Pull every line with "comparison" from the data below and copy it.

START Excerpted records

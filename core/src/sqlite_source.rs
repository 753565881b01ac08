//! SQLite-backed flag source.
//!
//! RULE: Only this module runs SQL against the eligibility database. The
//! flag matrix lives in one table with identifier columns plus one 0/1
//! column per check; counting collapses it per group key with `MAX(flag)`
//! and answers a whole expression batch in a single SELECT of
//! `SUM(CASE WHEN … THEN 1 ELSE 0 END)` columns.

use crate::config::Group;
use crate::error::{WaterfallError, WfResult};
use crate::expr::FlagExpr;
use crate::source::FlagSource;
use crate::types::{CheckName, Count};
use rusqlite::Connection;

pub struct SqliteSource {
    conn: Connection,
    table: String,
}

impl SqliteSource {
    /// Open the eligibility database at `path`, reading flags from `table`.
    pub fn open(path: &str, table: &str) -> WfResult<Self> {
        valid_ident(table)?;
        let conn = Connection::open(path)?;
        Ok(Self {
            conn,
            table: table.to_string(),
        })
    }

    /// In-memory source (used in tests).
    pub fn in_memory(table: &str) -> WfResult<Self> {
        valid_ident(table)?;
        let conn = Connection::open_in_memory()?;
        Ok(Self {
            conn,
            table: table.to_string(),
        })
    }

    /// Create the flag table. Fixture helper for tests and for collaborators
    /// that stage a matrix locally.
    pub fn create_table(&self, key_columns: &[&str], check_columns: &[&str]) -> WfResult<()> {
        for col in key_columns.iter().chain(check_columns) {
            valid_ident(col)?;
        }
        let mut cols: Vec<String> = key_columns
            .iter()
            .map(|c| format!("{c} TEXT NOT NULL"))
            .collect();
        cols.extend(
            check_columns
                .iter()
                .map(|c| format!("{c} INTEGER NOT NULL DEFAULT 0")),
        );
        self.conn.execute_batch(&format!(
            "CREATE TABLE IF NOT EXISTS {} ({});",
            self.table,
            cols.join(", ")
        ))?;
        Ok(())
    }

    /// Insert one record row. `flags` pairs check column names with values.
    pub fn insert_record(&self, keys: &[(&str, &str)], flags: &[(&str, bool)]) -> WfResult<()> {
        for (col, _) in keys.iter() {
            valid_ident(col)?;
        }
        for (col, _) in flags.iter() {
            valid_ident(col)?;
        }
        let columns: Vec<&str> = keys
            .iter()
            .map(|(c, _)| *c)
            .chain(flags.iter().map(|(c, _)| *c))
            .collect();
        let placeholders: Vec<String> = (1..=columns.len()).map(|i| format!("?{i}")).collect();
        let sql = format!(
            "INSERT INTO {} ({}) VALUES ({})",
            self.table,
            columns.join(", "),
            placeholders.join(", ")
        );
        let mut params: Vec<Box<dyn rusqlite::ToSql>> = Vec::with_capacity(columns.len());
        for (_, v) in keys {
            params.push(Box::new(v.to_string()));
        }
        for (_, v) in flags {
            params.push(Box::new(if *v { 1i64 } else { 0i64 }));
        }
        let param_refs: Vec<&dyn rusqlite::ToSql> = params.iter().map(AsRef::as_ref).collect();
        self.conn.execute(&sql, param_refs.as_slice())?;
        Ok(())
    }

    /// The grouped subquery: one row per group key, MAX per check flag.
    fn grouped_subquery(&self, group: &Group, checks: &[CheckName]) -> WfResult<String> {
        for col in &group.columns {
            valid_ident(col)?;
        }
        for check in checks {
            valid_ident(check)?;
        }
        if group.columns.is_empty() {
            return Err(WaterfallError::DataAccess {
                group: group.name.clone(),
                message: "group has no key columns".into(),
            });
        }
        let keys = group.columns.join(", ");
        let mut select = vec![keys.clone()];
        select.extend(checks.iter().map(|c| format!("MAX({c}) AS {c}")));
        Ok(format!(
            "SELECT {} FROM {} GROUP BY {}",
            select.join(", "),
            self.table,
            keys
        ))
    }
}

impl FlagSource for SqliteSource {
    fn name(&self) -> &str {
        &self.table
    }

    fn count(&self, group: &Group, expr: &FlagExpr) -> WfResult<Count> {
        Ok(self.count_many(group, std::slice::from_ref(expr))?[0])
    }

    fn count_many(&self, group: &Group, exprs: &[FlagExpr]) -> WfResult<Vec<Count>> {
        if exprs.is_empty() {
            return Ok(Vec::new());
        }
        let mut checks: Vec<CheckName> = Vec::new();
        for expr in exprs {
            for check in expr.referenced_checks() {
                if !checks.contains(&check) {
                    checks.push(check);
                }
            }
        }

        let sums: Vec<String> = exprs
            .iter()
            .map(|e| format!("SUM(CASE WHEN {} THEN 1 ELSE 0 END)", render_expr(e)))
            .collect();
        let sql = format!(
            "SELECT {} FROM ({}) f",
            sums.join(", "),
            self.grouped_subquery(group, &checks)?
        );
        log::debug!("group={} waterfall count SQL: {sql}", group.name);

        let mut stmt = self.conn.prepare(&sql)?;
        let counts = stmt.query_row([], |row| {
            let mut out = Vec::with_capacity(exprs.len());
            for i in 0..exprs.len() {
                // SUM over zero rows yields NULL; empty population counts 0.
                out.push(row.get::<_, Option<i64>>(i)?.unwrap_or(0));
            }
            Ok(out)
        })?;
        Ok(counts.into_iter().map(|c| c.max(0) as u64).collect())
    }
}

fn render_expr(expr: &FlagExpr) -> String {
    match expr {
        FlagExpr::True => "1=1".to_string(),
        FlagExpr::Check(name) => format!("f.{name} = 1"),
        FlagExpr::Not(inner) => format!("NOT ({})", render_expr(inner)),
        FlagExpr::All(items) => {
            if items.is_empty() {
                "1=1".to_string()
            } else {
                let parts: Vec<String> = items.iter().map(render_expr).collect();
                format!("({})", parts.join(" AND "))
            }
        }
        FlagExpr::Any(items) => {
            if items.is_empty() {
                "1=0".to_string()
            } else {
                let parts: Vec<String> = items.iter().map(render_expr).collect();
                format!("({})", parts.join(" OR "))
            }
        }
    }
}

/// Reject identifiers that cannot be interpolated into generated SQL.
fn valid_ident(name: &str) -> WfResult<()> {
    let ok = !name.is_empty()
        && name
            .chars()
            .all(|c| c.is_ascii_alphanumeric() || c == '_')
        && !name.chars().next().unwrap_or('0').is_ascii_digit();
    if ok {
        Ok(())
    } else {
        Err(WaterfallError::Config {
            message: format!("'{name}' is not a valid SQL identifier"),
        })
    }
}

END Excerpted records
START Excerpted records

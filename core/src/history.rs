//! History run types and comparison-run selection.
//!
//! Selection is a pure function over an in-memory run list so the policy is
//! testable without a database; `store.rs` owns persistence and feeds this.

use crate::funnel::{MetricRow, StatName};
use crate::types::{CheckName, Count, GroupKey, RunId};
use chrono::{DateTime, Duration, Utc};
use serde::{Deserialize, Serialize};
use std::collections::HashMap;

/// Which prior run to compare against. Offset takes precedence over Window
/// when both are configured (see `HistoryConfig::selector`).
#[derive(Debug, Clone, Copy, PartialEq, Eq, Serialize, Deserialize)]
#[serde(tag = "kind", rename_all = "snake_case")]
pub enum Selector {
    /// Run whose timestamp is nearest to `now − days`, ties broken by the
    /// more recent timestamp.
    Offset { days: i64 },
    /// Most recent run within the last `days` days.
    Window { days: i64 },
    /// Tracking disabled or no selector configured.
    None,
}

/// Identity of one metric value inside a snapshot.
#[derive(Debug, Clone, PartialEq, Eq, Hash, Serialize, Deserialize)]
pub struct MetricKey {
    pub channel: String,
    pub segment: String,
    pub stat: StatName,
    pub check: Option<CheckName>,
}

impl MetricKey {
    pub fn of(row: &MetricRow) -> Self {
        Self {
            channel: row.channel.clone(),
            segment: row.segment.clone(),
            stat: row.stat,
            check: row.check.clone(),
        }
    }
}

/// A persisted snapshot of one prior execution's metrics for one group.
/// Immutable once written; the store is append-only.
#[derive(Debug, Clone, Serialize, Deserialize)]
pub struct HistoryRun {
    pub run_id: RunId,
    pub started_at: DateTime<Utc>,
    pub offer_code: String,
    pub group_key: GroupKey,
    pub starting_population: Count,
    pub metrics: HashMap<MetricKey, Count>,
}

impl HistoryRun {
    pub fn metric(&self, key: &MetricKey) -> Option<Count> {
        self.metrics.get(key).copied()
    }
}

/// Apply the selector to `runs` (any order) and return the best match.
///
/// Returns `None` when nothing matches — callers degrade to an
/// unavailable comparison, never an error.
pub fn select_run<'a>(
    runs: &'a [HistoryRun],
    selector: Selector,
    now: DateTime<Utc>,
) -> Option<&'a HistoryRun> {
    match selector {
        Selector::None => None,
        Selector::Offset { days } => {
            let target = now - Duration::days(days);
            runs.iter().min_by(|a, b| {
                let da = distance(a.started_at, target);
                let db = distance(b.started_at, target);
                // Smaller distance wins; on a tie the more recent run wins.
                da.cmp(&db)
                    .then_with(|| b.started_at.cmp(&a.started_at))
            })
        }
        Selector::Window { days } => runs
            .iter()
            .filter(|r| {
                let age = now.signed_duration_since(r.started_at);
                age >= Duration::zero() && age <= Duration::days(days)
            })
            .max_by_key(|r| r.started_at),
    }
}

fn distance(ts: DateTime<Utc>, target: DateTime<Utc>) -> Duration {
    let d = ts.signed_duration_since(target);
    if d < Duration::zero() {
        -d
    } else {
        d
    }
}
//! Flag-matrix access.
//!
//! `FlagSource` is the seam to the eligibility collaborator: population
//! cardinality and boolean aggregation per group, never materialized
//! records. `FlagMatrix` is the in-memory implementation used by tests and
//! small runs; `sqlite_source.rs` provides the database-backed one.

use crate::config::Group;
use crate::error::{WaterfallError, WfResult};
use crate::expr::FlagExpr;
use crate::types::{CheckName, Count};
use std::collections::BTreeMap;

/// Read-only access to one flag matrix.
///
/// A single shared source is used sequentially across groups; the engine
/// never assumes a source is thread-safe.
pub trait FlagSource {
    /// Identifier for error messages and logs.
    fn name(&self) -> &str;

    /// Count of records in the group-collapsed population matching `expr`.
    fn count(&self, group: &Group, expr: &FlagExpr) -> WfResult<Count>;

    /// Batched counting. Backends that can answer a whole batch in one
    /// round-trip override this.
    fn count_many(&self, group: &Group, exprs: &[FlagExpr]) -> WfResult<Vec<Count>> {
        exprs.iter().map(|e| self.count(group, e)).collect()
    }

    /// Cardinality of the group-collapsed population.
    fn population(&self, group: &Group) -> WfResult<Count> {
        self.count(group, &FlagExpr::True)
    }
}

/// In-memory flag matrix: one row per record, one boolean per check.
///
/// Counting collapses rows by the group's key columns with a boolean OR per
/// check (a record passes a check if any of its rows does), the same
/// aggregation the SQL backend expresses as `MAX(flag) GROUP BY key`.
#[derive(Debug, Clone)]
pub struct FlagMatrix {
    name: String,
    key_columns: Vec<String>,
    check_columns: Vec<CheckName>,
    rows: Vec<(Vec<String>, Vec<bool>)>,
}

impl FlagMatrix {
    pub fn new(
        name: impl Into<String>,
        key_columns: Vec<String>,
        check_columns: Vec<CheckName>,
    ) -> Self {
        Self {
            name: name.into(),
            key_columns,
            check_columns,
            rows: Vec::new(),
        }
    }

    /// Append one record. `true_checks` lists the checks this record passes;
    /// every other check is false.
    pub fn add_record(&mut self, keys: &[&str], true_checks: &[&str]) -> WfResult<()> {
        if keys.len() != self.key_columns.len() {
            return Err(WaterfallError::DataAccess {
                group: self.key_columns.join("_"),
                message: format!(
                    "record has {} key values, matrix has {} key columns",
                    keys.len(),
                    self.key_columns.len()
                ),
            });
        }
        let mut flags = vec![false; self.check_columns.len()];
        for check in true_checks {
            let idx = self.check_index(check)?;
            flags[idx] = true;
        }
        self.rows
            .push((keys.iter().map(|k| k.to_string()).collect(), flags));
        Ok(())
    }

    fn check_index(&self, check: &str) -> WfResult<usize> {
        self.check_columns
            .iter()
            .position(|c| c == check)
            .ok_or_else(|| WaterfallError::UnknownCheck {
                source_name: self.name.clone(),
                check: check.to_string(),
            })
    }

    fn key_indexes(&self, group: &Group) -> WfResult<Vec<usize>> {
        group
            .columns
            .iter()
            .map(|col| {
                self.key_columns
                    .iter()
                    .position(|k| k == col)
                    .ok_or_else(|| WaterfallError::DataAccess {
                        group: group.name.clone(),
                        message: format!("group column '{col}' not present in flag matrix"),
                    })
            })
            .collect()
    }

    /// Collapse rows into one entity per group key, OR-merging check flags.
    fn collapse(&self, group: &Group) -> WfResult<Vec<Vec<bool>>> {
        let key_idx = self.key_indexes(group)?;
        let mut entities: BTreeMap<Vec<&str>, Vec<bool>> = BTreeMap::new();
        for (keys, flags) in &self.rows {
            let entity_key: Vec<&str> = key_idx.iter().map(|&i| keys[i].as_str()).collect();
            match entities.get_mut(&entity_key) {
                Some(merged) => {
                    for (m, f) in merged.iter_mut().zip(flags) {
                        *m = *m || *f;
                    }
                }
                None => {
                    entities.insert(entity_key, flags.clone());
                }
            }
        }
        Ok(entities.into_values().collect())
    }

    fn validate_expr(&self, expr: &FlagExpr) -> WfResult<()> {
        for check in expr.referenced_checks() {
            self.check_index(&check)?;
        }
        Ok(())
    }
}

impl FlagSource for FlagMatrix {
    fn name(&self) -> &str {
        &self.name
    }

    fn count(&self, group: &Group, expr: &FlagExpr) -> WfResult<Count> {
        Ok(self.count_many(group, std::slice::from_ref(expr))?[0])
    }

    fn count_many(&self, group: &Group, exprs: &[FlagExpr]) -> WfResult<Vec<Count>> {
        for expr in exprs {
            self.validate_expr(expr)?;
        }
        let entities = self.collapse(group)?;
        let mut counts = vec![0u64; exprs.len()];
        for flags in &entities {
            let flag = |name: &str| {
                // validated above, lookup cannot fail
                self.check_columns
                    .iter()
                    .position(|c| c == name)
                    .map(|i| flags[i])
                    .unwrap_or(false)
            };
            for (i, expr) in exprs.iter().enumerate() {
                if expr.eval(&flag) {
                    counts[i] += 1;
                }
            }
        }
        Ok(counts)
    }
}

END Excerpted records

* _Output_
//! History run types and comparison-run selection.
/// unavailable comparison, never an error.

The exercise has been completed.